Not to mention… the big banks and the governments of the industrialized world are transitioning us to a cashless society.

“Most people think of a cashless society as something that is way off in the distant future. Unfortunately, that is simply not the case. The truth is that a cashless society is much closer than most people would ever dare to imagine. To a large degree, the transition to a cashless society is being done voluntarily.”

http://crisisboom.com/2012/04/04/the-cashless-society/

“In the future, if you do not surrender your biometric identity information, you may be locked out of the entire financial system.”

Actually, we are running to embrace our surveillance society.

“It’s not all about Big Brother or Big Business, either. Widespread electronic scrutiny is usually denounced as a creation of political tyranny or corporate greed.

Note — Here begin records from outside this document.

use serde::Serialize;
use utoipa::ToSchema;

#[derive(Debug, Serialize, ToSchema)]
pub struct UploadResponse {
    /// Server-generated name to pass back as a listing's `image_url`.
    pub filename: String,
}
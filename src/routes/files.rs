use axum::{
    Json, Router,
    extract::{Multipart, Path, State},
    http::header,
    response::{IntoResponse, Response},
    routing::{get, post},
};

use crate::{
    dto::files::UploadResponse,
    error::{AppError, AppResult},
    response::{ApiResponse, Meta},
    services::file_service,
    state::AppState,
};

pub fn router() -> Router<AppState> {
    Router::new()
        .route("/upload", post(upload_image))
        .route("/images/{filename}", get(serve_image))
}

#[utoipa::path(
    post,
    path = "/api/upload",
    responses(
        (status = 200, description = "Stored; returns the generated filename", body = ApiResponse<UploadResponse>),
        (status = 400, description = "Missing imageFile field or oversized payload"),
    ),
    tag = "Files"
)]
pub async fn upload_image(
    State(state): State<AppState>,
    mut multipart: Multipart,
) -> AppResult<Json<ApiResponse<UploadResponse>>> {
    while let Some(field) = multipart
        .next_field()
        .await
        .map_err(|err| AppError::BadRequest(format!("Malformed upload: {err}")))?
    {
        if field.name() != Some("imageFile") {
            continue;
        }
        let original_name = field.file_name().map(str::to_owned);
        let bytes = field
            .bytes()
            .await
            .map_err(|err| AppError::BadRequest(format!("Malformed upload: {err}")))?;
        let filename =
            file_service::save_upload(&state, original_name.as_deref(), &bytes).await?;

        return Ok(Json(ApiResponse::success(
            "File uploaded",
            UploadResponse { filename },
            Some(Meta::empty()),
        )));
    }

    Err(AppError::BadRequest(
        "Missing imageFile field".to_string(),
    ))
}

#[utoipa::path(
    get,
    path = "/api/images/{filename}",
    params(
        ("filename" = String, Path, description = "Filename returned by the upload endpoint")
    ),
    responses(
        (status = 200, description = "Image bytes with content type and length"),
        (status = 400, description = "Invalid filename"),
        (status = 404, description = "Image not found"),
        (status = 500, description = "Unexpected I/O failure"),
    ),
    tag = "Files"
)]
pub async fn serve_image(
    State(state): State<AppState>,
    Path(filename): Path<String>,
) -> AppResult<Response> {
    let (bytes, content_type) = file_service::open_image(&state, &filename).await?;
    let response = (
        [
            (header::CONTENT_TYPE, content_type.to_string()),
            (header::CONTENT_LENGTH, bytes.len().to_string()),
        ],
        bytes,
    )
        .into_response();
    Ok(response)
}
use std::{env, path::PathBuf};

#[derive(Debug, Clone)]
pub struct AppConfig {
    pub host: String,
    pub port: u16,
    pub data_dir: PathBuf,
    pub upload_dir: PathBuf,
    pub auction_hours: i64,
    pub max_image_bytes: usize,
}

impl AppConfig {
    pub fn from_env() -> anyhow::Result<Self> {
        let host = env::var("APP_HOST").unwrap_or_else(|_| "127.0.0.1".to_string());
        let port = env::var("APP_PORT")
            .ok()
            .and_then(|p| p.parse::<u16>().ok())
            .unwrap_or(3000);
        let data_dir = env::var("DATA_DIR")
            .unwrap_or_else(|_| "data".to_string())
            .into();
        let upload_dir = env::var("UPLOAD_DIR")
            .unwrap_or_else(|_| "uploads".to_string())
            .into();
        let auction_hours = env::var("AUCTION_HOURS")
            .ok()
            .and_then(|v| v.parse::<i64>().ok())
            .unwrap_or(24);
        let max_image_bytes = env::var("MAX_IMAGE_BYTES")
            .ok()
            .and_then(|v| v.parse::<usize>().ok())
            .unwrap_or(950 * 1024);
        Ok(Self {
            host,
            port,
            data_dir,
            upload_dir,
            auction_hours,
            max_image_bytes,
        })
    }
}
use std::sync::Arc;

use chrono::{DateTime, Utc};
use tokio::sync::watch;
use uuid::Uuid;

use crate::models::{ListingStatus, Product};

/// In-memory product collection ordered newest first. Built on a watch
/// channel so every mutation doubles as a snapshot feed: subscribers see
/// the full collection on each change, never a diff.
#[derive(Clone)]
pub struct Catalog {
    feed: Arc<watch::Sender<Vec<Product>>>,
}

impl Catalog {
    pub fn new(mut products: Vec<Product>) -> Self {
        products.sort_by(|a, b| b.created_at.cmp(&a.created_at));
        let (tx, _) = watch::channel(products);
        Self { feed: Arc::new(tx) }
    }

    /// Full collection by descending creation time.
    pub fn snapshot(&self) -> Vec<Product> {
        self.feed.borrow().clone()
    }

    pub fn subscribe(&self) -> watch::Receiver<Vec<Product>> {
        self.feed.subscribe()
    }

    pub fn len(&self) -> usize {
        self.feed.borrow().len()
    }

    pub fn is_empty(&self) -> bool {
        self.feed.borrow().is_empty()
    }

    pub fn get(&self, id: Uuid) -> Option<Product> {
        self.feed.borrow().iter().find(|p| p.id == id).cloned()
    }

    pub fn insert(&self, product: Product) {
        self.feed.send_modify(|products| {
            let at = products
                .iter()
                .position(|p| p.created_at <= product.created_at)
                .unwrap_or(products.len());
            products.insert(at, product);
        });
    }

    pub fn remove(&self, id: Uuid) -> bool {
        self.feed.send_if_modified(|products| {
            let before = products.len();
            products.retain(|p| p.id != id);
            products.len() != before
        })
    }

    /// Timer write-back: flips an active listing to expired and pins its
    /// end time to the moment of expiry. Returns false when the listing is
    /// gone or already expired, so a duplicate firing is a no-op.
    pub fn mark_expired(&self, id: Uuid, now: DateTime<Utc>) -> bool {
        self.feed.send_if_modified(|products| {
            match products
                .iter_mut()
                .find(|p| p.id == id && p.status == ListingStatus::Active)
            {
                Some(product) => {
                    product.status = ListingStatus::Expired;
                    product.ends_at = now;
                    true
                }
                None => false,
            }
        })
    }
}
use axum::Router;

use crate::state::AppState;

pub mod cart;
pub mod doc;
pub mod favorites;
pub mod files;
pub mod health;
pub mod products;
pub mod session;

// Build the API router without binding state; it will be provided at the top level.
pub fn create_api_router() -> Router<AppState> {
    Router::new()
        .nest("/products", products::router())
        .nest("/cart", cart::router())
        .nest("/favorites", favorites::router())
        .nest("/session", session::router())
        .merge(files::router())
}
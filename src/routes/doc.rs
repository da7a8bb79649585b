use utoipa::{
    Modify, OpenApi,
    openapi::{
        self,
        OpenApi as OpenApiSpec,
        security::{HttpAuthScheme, HttpBuilder, SecurityScheme},
    },
};
use utoipa_scalar::{Scalar, Servable};

use crate::{
    dto::{
        cart::{AddToCartRequest, CartLineDto, CartView, ChangeQuantityRequest},
        favorites::{FavoriteProductList, ToggleFavoriteRequest, ToggleFavoriteResponse},
        files::UploadResponse,
        products::{CreateListingRequest, ProductDto, ProductList},
        session::{SessionResponse, SignInRequest},
    },
    models::{CartLine, ListingStatus, Principal, Product},
    response::{ApiResponse, Meta},
    routes::{cart, favorites, files, health, products, session},
};

struct SecurityAddon;

impl Modify for SecurityAddon {
    fn modify(&self, openapi: &mut openapi::OpenApi) {
        let components = openapi.components.get_or_insert_with(Default::default);
        components.add_security_scheme(
            "bearer_auth",
            SecurityScheme::Http(
                HttpBuilder::new()
                    .scheme(HttpAuthScheme::Bearer)
                    .bearer_format("UUID")
                    .build(),
            ),
        );
    }
}

#[derive(OpenApi)]
#[openapi(
    paths(
        health::health_check,
        session::sign_in,
        session::current_session,
        session::sign_out,
        products::list_products,
        products::get_product,
        products::create_listing,
        products::delete_listing,
        cart::view_cart,
        cart::add_to_cart,
        cart::change_quantity,
        cart::remove_from_cart,
        favorites::list_favorites,
        favorites::toggle_favorite,
        files::upload_image,
        files::serve_image
    ),
    components(
        schemas(
            Principal,
            Product,
            ListingStatus,
            CartLine,
            ProductDto,
            ProductList,
            CreateListingRequest,
            CartView,
            CartLineDto,
            AddToCartRequest,
            ChangeQuantityRequest,
            FavoriteProductList,
            ToggleFavoriteRequest,
            ToggleFavoriteResponse,
            SignInRequest,
            SessionResponse,
            UploadResponse,
            Meta,
            ApiResponse<ProductDto>,
            ApiResponse<ProductList>,
            ApiResponse<CartView>,
            ApiResponse<SessionResponse>
        )
    ),
    security(
        ("bearer_auth" = [])
    ),
    modifiers(&SecurityAddon),
    tags(
        (name = "Health", description = "Health check endpoint"),
        (name = "Session", description = "Sign-in, current principal, sign-out"),
        (name = "Products", description = "Catalog feed and listings"),
        (name = "Cart", description = "Cart endpoints"),
        (name = "Favorites", description = "Favorite endpoints"),
        (name = "Files", description = "Image upload and retrieval"),
    )
)]
pub struct ApiDoc;

pub fn scalar_docs() -> Scalar<OpenApiSpec> {
    Scalar::with_url("/docs", ApiDoc::openapi())
}
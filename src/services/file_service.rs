use uuid::Uuid;

use crate::{
    error::{AppError, AppResult},
    state::AppState,
};

/// Traversal guard, applied before any filesystem access. Served names
/// are always flat uuid-based filenames, so separators never appear in a
/// legitimate request.
pub fn validate_filename(name: &str) -> AppResult<()> {
    if name.is_empty() || name.contains("..") || name.contains('/') || name.contains('\\') {
        return Err(AppError::BadRequest("Invalid filename".to_string()));
    }
    Ok(())
}

pub fn content_type_for(name: &str) -> &'static str {
    let ext = name.rsplit_once('.').map(|(_, ext)| ext).unwrap_or("");
    match ext.to_ascii_lowercase().as_str() {
        "jpg" | "jpeg" => "image/jpeg",
        "png" => "image/png",
        "gif" => "image/gif",
        "webp" => "image/webp",
        "svg" => "image/svg+xml",
        _ => "application/octet-stream",
    }
}

fn sanitized_extension(original_name: Option<&str>) -> Option<String> {
    let ext = original_name?.rsplit_once('.')?.1;
    if ext.is_empty() || ext.len() > 8 || !ext.chars().all(|c| c.is_ascii_alphanumeric()) {
        return None;
    }
    Some(ext.to_ascii_lowercase())
}

/// Stores an uploaded image under a generated name and returns it.
pub async fn save_upload(
    state: &AppState,
    original_name: Option<&str>,
    bytes: &[u8],
) -> AppResult<String> {
    if bytes.len() > state.config.max_image_bytes {
        return Err(AppError::BadRequest(
            "Image is too large, please select a smaller one".to_string(),
        ));
    }

    let filename = match sanitized_extension(original_name) {
        Some(ext) => format!("{}.{ext}", Uuid::new_v4()),
        None => Uuid::new_v4().to_string(),
    };
    let path = state.config.upload_dir.join(&filename);
    tokio::fs::write(&path, bytes).await?;
    tracing::info!(filename = %filename, size = bytes.len(), "image stored");

    Ok(filename)
}

/// Reads a previously uploaded image. Invalid names are rejected before
/// the filesystem is touched; a missing file is 404, anything else 500.
pub async fn open_image(state: &AppState, name: &str) -> AppResult<(Vec<u8>, &'static str)> {
    validate_filename(name)?;

    let path = state.config.upload_dir.join(name);
    match tokio::fs::read(&path).await {
        Ok(bytes) => Ok((bytes, content_type_for(name))),
        Err(err) if err.kind() == std::io::ErrorKind::NotFound => Err(AppError::NotFound),
        Err(err) => Err(AppError::Io(err)),
    }
}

But the rise of omnipresent surveillance will be driven as much by ordinary citizens’ understandable—even laudatory—desires for security, control, and comfort as by the imperatives of business and government. “Nanny cams,” global-positioning locators, police and home security networks, traffic jam monitors, medical-device radio-frequency tags, small-business webcams: the list of monitoring devices employed by and for average Americans is already long, and it will only become longer. Extensive surveillance, in short, is coming into being because people like and want it.” - Dan Farmer and Charles C. Mann, “Surveillance Nation”

http://www.technologyreview.com/business/13128/

Denis Neville said...

Thunderclap of tweets

Via Up with Chris Hayes:

Matt Taibbi, “How Wall Street Killed Financial Reform” and Rolling Stone, “Help Matt Taibbi Stand Up for Wall Street Reform”

“To get the word out about Wall Street's anti-reform push and stiffen spines in congress, we're trying out Thunderclap [https://www.thunderclap.it/about], a cool new technology that lets groups of people tweet a single message together at the same time, breaking through the din and reaching a potentially massive audience. Here's how it works:

http://www.rollingstone.com/politics/blogs/national-affairs/help-matt-taibbi-stand-up-for-wall-street-reform-20120530

“Thunderclap, A New Tool For Amplifying Your Tweet Into a Sonic Boom,” Jeff Bercovici, Forbes:

http://www.forbes.com/sites/jeffbercovici/2012/05/31/thunderclap-a-new-tool-for-amplifying-your-tweet-into-a-sonic-boom/

What about us who still use the now ancient, desk-top friendly email; who don't tweet or friend or participate in any other narcissistic "social media" ego trip?

Tweets into sonic booms?

What does it look like when a world dies?

“We are the hollow men
We are the stuffed men
Leaning together
Headpiece filled with straw. Alas!

This is the way the world ends
This is the way the world ends
This is the way the world ends
Not with a bang but a whimper.”
— T.S. Eliot, "The Hollow Men"

Zee said...

@Denis--

Thanks for the additional links regarding our society's headlong rush to voluntarily embrace our own surveillance.

One thing that I would like to clarify regarding my earlier remark was that I most definitely did not intend to imply that you or anyone else in this forum is eager to surrender his/her privacy for any reason whatsoever.

I chose my words poorly when trying to express my shock that anyone would care to do so, as illustrated by the BBC video clip.